**PROBLEM STATEMENT**
Below are some entries. Copy each line that holds the string "await".

**RECORDED INFORMATION**
use std::io::ErrorKind;
use std::sync::Arc;
use tracing::{error, info, instrument, warn};

use super::mailer::Mailer;
use super::templates;
use crate::error::{FulfillmentError, Result};
use crate::export::DeliveryArchive;
use crate::models::Order;

#[derive(Debug, Clone, Copy, PartialEq, Eq)]
pub struct DeliveryReport {
    pub parts_sent: usize,
    pub total_parts: usize,
}

/// Sends archives in ascending part order, one message per archive.
///
/// The first failed send aborts the remaining parts. Each archive is deleted once its
/// send has been attempted.
pub struct DeliveryCoordinator {
    mailer: Arc<dyn Mailer>,
}

impl DeliveryCoordinator {
    pub fn new(mailer: Arc<dyn Mailer>) -> Self {
        Self { mailer }
    }

    #[instrument(skip_all, fields(order_id = %order.order_id, total_parts = archives.len()))]
    pub async fn deliver(
        &self,
        order: &Order,
        archives: &[DeliveryArchive],
        record_count: u64,
    ) -> Result<DeliveryReport> {
        let total_parts = archives.len();

        for archive in archives {
            let message = templates::delivery_part(order, archive, record_count);
            let sent = self.mailer.send(message).await;
            remove_archive(archive).await;

            if let Err(e) = sent {
                error!(
                    part = archive.part,
                    total_parts,
                    error = %e,
                    "Part delivery failed; aborting remaining sends"
                );
                return Err(FulfillmentError::Delivery {
                    part: archive.part,
                    total_parts,
                    message: e.to_string(),
                });
            }
            info!(part = archive.part, total_parts, bytes = archive.bytes, "Part delivered");
        }

        Ok(DeliveryReport {
            parts_sent: total_parts,
            total_parts,
        })
    }
}

async fn remove_archive(archive: &DeliveryArchive) {
    match tokio::fs::remove_file(&archive.path).await {
        Ok(()) => {}
        Err(e) if e.kind() == ErrorKind::NotFound => {}
        Err(e) => warn!(path = %archive.path.display(), error = %e, "Failed to remove archive"),
    }
}

/// Days promised for a manually prepared delivery, rounded up
pub fn delivery_estimate_days(records: u64, records_per_day: u64) -> u64 {
    records.div_ceil(records_per_day.max(1))
}
// Order status state machine.
//
// An order starts in `processing` and moves exactly once into one of the terminal
// states `completed`, `failed` or `pending_delivery`.

pub mod events;
pub mod order_state_machine;
pub mod states;

pub use events::OrderEvent;
pub use order_state_machine::OrderStateMachine;
pub use states::OrderStatus;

**REPLY TO THE EXERCISE**
            let sent = self.mailer.send(message).await;
            remove_archive(archive).await;
    match tokio::fs::remove_file(&archive.path).await {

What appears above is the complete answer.